Underdog-eats-dog

Labour is the eternal underdog, Prime Minister Joseph Muscat reminded us last week. He said that Labour, when pitted against the country’s establishment, was “always an underdog.”

Looking ahead to next year’s European and local elections, Muscat said he approached every election like a football game, which always starts at 0-0. And he said it with a straight face.

In my book the underdog is somebody, or in this case a party, that has little chance of winning a contest.

History provides numerous examples of underdogs snatching victory from the jaws of defeat through sheer determination, cunning strategy and a measure of good fortune such as the Knights Hospitaller victory over the Ottoman invaders in the Great Siege of Malta in 1565.

In footballing terms, an underdog is a small team with limited resources which triumphs against all odds. Leicester’s unexpected and refreshing victory from three years ago comes to mind. Despite a lack of star players Claudio Ranieri’s modest side topped the English Premier League after a long and gruelling campaign at the expense of perennial favourites and far richer teams like Manchester City and Chelsea.

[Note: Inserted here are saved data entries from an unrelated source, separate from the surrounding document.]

/// Current values of every parameter block.
#[derive(Clone)]
struct Parameters {
    cameras: Vec<[ParameterBlock; 3]>,
    points: Vec<ParameterBlock>,
}

impl Parameters {
    fn observation_blocks(&self, obs: &Observation) -> [&ParameterBlock; 4] {
        let [rotation, translation, intrinsics] = &self.cameras[obs.camera];
        [rotation, translation, intrinsics, &self.points[obs.point]]
    }
}

/// `JᵀWJ` and `JᵀWr` split into the camera system and the per-point blocks.
struct NormalEquations {
    camera_hessian: DMatrix<f64>,
    camera_gradient: DVector<f64>,
    point_hessians: Vec<Matrix3<f64>>,
    point_gradients: Vec<Vector3<f64>>,
    /// `J_cᵀ W J_p` for every free point.
    coupling: Vec<MatrixXx3<f64>>,
}

impl NormalEquations {
    fn zeros(camera_dim: usize, point_count: usize) -> Self {
        NormalEquations {
            camera_hessian: DMatrix::zeros(camera_dim, camera_dim),
            camera_gradient: DVector::zeros(camera_dim),
            point_hessians: vec![Matrix3::zeros(); point_count],
            point_gradients: vec![Vector3::zeros(); point_count],
            coupling: vec![MatrixXx3::zeros(camera_dim); point_count],
        }
    }

    fn gradient_norm(&self) -> f64 {
        self.camera_gradient
            .iter()
            .chain(self.point_gradients.iter().flat_map(|g| g.iter()))
            .fold(0.0, |acc: f64, v| acc.max(v.abs()))
    }
}

struct Step {
    cameras: DVector<f64>,
    points: Vec<Vector3<f64>>,
}

impl Step {
    fn norm_squared(&self) -> f64 {
        self.cameras.norm_squared() + self.points.iter().map(|p| p.norm_squared()).sum::<f64>()
    }

    fn is_finite(&self) -> bool {
        self.cameras
            .iter()
            .chain(self.points.iter().flat_map(|p| p.iter()))
            .all(|v| v.is_finite())
    }

    /// `½ hᵀ(λh − g)`, the decrease promised by the damped linear model.
    fn predicted_reduction(&self, equations: &NormalEquations, damping: f64) -> f64 {
        let along_gradient = self.cameras.dot(&equations.camera_gradient)
            + self
                .points
                .iter()
                .zip(&equations.point_gradients)
                .map(|(h, g)| h.dot(g))
                .sum::<f64>();
        0.5 * (damping * self.norm_squared() - along_gradient)
    }
}

/// Column bookkeeping for one solve.
struct Layout<'a> {
    problem: &'a BundleAdjustmentProblem,
    kernel: RobustKernel,
    residuals: Vec<ResidualBlock>,
    /// First column of each free camera block in the reduced camera system.
    camera_columns: Vec<[Option<usize>; 3]>,
    camera_dim: usize,
    /// Position of each free point among the eliminated point blocks.
    point_slots: Vec<Option<usize>>,
    point_count: usize,
}

impl<'a> Layout<'a> {
    fn new(problem: &'a BundleAdjustmentProblem) -> Result<Self, CalibrationError> {
        let config = &problem.config;
        let mut observed_cameras = vec![false; problem.cameras.len()];
        let mut observed_points = vec![false; problem.points.len()];
        for obs in &problem.observations {
            if obs.camera >= problem.cameras.len() || obs.point >= problem.points.len() {
                return Err(CalibrationError::MalformedInput(format!(
                    "observation of point {} by camera {} is out of range",
                    obs.point, obs.camera
                )));
            }
            observed_cameras[obs.camera] = true;
            observed_points[obs.point] = true;
        }

        let mut camera_dim = 0;
        let mut camera_columns = Vec::with_capacity(problem.cameras.len());
        for (camera, observed) in observed_cameras.iter().enumerate() {
            let pose_free = *observed && config.optimize_extrinsics && camera != config.reference_camera;
            let free = [pose_free, pose_free, *observed && config.optimize_intrinsics];
            let mut columns = [None; 3];
            for (block, is_free) in free.iter().enumerate() {
                if *is_free {
                    columns[block] = Some(camera_dim);
                    camera_dim += CAMERA_BLOCKS[block];
                }
            }
            camera_columns.push(columns);
        }

        let mut point_count = 0;
        let mut point_slots = Vec::with_capacity(problem.points.len());
        for observed in observed_points {
            if observed && config.optimize_points {
                point_slots.push(Some(point_count));
                point_count += 1;
            } else {
                point_slots.push(None);
            }
        }

        let residuals = problem
            .observations
            .iter()
            .enumerate()
            .map(|(id, obs)| {
                ResidualBlock::new(
                    id,
                    2,
                    2 * id,
                    &[],
                    Box::new(ReprojectionFactor {
                        observed: Vector2::new(obs.x, obs.y),
                    }),
                    None,
                )
            })
            .collect();

        Ok(Layout {
            problem,
            kernel: RobustKernel::new(config.loss, config.loss_scale),
            residuals,
            camera_columns,
            camera_dim,
            point_slots,
            point_count,
        })
    }

    fn is_fixed(&self) -> bool {
        self.camera_dim == 0 && self.point_count == 0
    }

    fn initial_parameters(&self) -> Parameters {
        Parameters {
            cameras: self.problem.cameras.iter().map(|c| c.parameter_blocks()).collect(),
            points: self
                .problem
                .points
                .iter()
                .map(|p| ParameterBlock::from_vec(DVector::from_row_slice(p)))
                .collect(),
        }
    }

    /// `½ Σ ρ(‖r‖²)`.
    fn cost(&self, params: &Parameters) -> f64 {
        self.problem
            .observations
            .iter()
            .zip(&self.residuals)
            .map(|(obs, block)| {
                let residual = block.residual(&params.observation_blocks(obs), false);
                self.kernel.rho(residual.norm_squared())
            })
            .sum::<f64>()
            * 0.5
    }

    /// Accumulates the IRLS-weighted normal equations, one observation at a
    /// time in input order.
    fn linearize(&self, params: &Parameters) -> NormalEquations {
        let mut eq = NormalEquations::zeros(self.camera_dim, self.point_count);
        for (obs, block) in self.problem.observations.iter().zip(&self.residuals) {
            let (residual, jacobian) = block.residual_and_jacobian(&params.observation_blocks(obs));
            let weight = self.kernel.weight(residual.norm_squared());

            // (column, jacobian offset, size) of the free camera blocks
            let segments: Vec<(usize, usize, usize)> = self.camera_columns[obs.camera]
                .iter()
                .enumerate()
                .filter_map(|(b, column)| column.map(|c| (c, CAMERA_OFFSETS[b], CAMERA_BLOCKS[b])))
                .collect();

            for &(row, offset, dim) in &segments {
                let jt = jacobian.columns(offset, dim).transpose();
                let mut gradient = eq.camera_gradient.rows_mut(row, dim);
                gradient += &jt * &residual * weight;
                for &(column, other_offset, other_dim) in &segments {
                    let mut hessian = eq.camera_hessian.view_mut((row, column), (dim, other_dim));
                    hessian += &jt * jacobian.columns(other_offset, other_dim) * weight;
                }
            }

            if let Some(slot) = self.point_slots[obs.point] {
                let jp = jacobian.fixed_columns::<3>(POINT_OFFSET);
                let jpt = jp.transpose();
                eq.point_hessians[slot] += &jpt * jp * weight;
                eq.point_gradients[slot] += &jpt * &residual * weight;
                for &(row, offset, dim) in &segments {
                    let mut coupling = eq.coupling[slot].rows_mut(row, dim);
                    coupling += jacobian.columns(offset, dim).transpose() * jp * weight;
                }
            }
        }
        eq
    }

    /// Solves `(H + λI) h = −g` by eliminating the points. `None` when a
    /// block or the reduced camera system is not positive definite.
    fn solve_step(&self, eq: &NormalEquations, damping: f64) -> Option<Step> {
        let mut reduced = eq.camera_hessian.clone();
        for i in 0..self.camera_dim {
            reduced[(i, i)] += damping;
        }
        let mut rhs = -&eq.camera_gradient;

        let mut inverses = Vec::with_capacity(self.point_count);
        for ((hessian, gradient), coupling) in
            eq.point_hessians.iter().zip(&eq.point_gradients).zip(&eq.coupling)
        {
            let inverse = (hessian + Matrix3::identity() * damping).try_inverse()?;
            let scaled = coupling * inverse;
            reduced -= &scaled * coupling.transpose();
            rhs += &scaled * gradient;
            inverses.push(inverse);
        }

        let cameras = if self.camera_dim == 0 {
            DVector::zeros(0)
        } else {
            reduced.cholesky()?.solve(&rhs)
        };
        let points = inverses
            .iter()
            .zip(&eq.point_gradients)
            .zip(&eq.coupling)
            .map(|((inverse, gradient), coupling)| inverse * (-gradient - coupling.transpose() * &cameras))
            .collect();
        Some(Step { cameras, points })
    }

    fn apply(&self, params: &Parameters, step: &Step) -> Parameters {
        let mut next = params.clone();
        for (blocks, columns) in next.cameras.iter_mut().zip(&self.camera_columns) {
            for ((block, column), dim) in blocks.iter_mut().zip(columns).zip(CAMERA_BLOCKS) {
                if let Some(column) = column {
                    block.params = block.plus_f64(step.cameras.rows(*column, dim));
                }
            }
        }
        for (point, slot) in next.points.iter_mut().zip(&self.point_slots) {
            if let Some(slot) = slot {
                let delta = DVector::from_column_slice(step.points[*slot].as_slice());
                point.params = point.plus_f64(delta.as_view());
            }
        }
        next
    }

    fn free_norm(&self, params: &Parameters) -> f64 {
        let cameras = params
            .cameras
            .iter()
            .zip(&self.camera_columns)
            .flat_map(|(blocks, columns)| blocks.iter().zip(columns))
            .filter(|(_, column)| column.is_some())
            .map(|(block, _)| block.params.norm_squared());
        let points = params
            .points
            .iter()
            .zip(&self.point_slots)
            .filter(|(_, slot)| slot.is_some())
            .map(|(point, _)| point.params.norm_squared());
        cameras.chain(points).sum::<f64>().sqrt()
    }

    fn output(
        &self,
        params: &Parameters,
        initial_cost: f64,
        final_cost: f64,
        iterations: usize,
        status: OptimizationStatus,
    ) -> SolverOutput {
        SolverOutput {
            cameras: params.cameras.iter().map(CameraParameters::from_parameter_blocks).collect(),
            points: params
                .points
                .iter()
                .map(|p| [p.params[0], p.params[1], p.params[2]])
                .collect(),
            initial_cost,
            final_cost,
            iterations,
            status,
        }
    }
}
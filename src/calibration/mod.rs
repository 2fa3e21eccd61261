//! The calibration stages, from single-camera intrinsics to the joint
//! bundle adjustment of the whole rig.
//!
//! * [`intrinsic`]: camera matrix and distortion of one camera.
//! * [`covisibility`], [`chain`] and [`relative`]: which cameras share
//!   frames, the spanning tree rooted at the reference camera, and the
//!   relative pose along each of its edges.
//! * [`triangulation`]: board corners in the reference frame.
//! * [`bundle_adjustment`]: problem layout, filtering and write-back around
//!   a [`BundleSolver`](crate::optimization::BundleSolver).

pub mod bundle_adjustment;
pub mod chain;
pub mod covisibility;
pub mod intrinsic;
pub mod relative;
pub mod triangulation;

pub use bundle_adjustment::{
    run_bundle_adjustment, BundleAdjustmentProblem, BundleAdjustmentResult, FilterStatistics,
};
pub use chain::{chain_poses, resolve_pose_chain, ExtrinsicPose, PoseChain};
pub use covisibility::{build_covisibility_graph, CovisibilityGraph};
pub use intrinsic::{calibrate_camera, usable_frames, IntrinsicParameters};
pub use relative::{estimate_relative_pose, RelativePose};
pub use triangulation::{triangulate_all, triangulate_point, CalibratedCamera, TriangulatedPoint};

Politics is a different ball game altogether, yet the same principles apply. Normally, the better-financed and better-organised party wins. Coupled with the power of incumbency and a rudderless opposition, Labour is not only the clear favourite to win next year’s local council and European Parliament elections, but it will do so at a canter.

Far from starting at 0-0 (in which case nobody is the underdog), Muscat is going into the game four goals up against a hopeless opposition team which has no star players and no game plan. Anything less than four seats out of six in the European Parliament election will be an utter humiliation for Labour.

And unless Labour presses the self-destruct button, it will also trounce the opposition in the general election which should be held within the next four years.

Muscat’s underdog narrative however should be seen in a wider context. It is part of his strategy to portray Labour as being the victim. Afflicted by the David and Goliath syndrome, Muscat would have us believe that he is a scapegoat.

According to the Labour storytellers, international criticism levelled at Malta has its roots in bigger countries’ envy of Malta’s economic miracle.

Defending Malta’s buccaneering tax regime in the European Parliament last year, Muscat dismissed calls for the introduction of a common European tax base and told MEPs that there was a certain jealousy about Malta’s economic success. Again he managed to keep a straight face.

But it keeps getting better. Last week, Labour’s second-hand star candidate Cyrus Engerer told Lovin Malta “Malta is a very small country and it is very easy to pick on Malta at a European level” when asked on the criticism levelled at Malta on a number of issues such as the sale of passports, corruption and money laundering.

Malta is tiny indeed but Muscat’s bad decisions are the source of this criticism and invoking envy or prepotence is no credible line of defence.

Similarly, Muscat and his independent satellites often remind us that Labour is at the receiving end of an all powerful ‘establishment’ which is hell bent on bringing him down.

According to Muscat, he is the target of the ‘establishment’ which is behind the Egrant ‘lie’. And he says it with a straight face. This is beyond conspiracy theory territory.

For Labour is very much part of the establishment, as much as the PN is. Muscat and most of his generals went to the best schools in Malta and abroad, made a fortune in their careers outside politics and for years have rubbed shoulders with the rich and powerful.

Muscat’s Labour includes people who behave and act very much like the establishment. I don’t know of any people outside the establishment who open offshore companies in Panama. Likewise, not many people outside the establishment own(ed) companies which make millions or own multiple properties worth millions.

Muscat is Prime Minister and in his time in office he has dismantled independent institutions who should defend the Constitution and guarantee that each individual, irrespective of position and wealth, is treated equally by the law. And guess who benefitted from this?

But the selfless prophets have spoken. Labour is the perennial underdog, the enemy of the establishment and a helpless victim of classism. And like Muscat, they somehow manage to keep a straight face.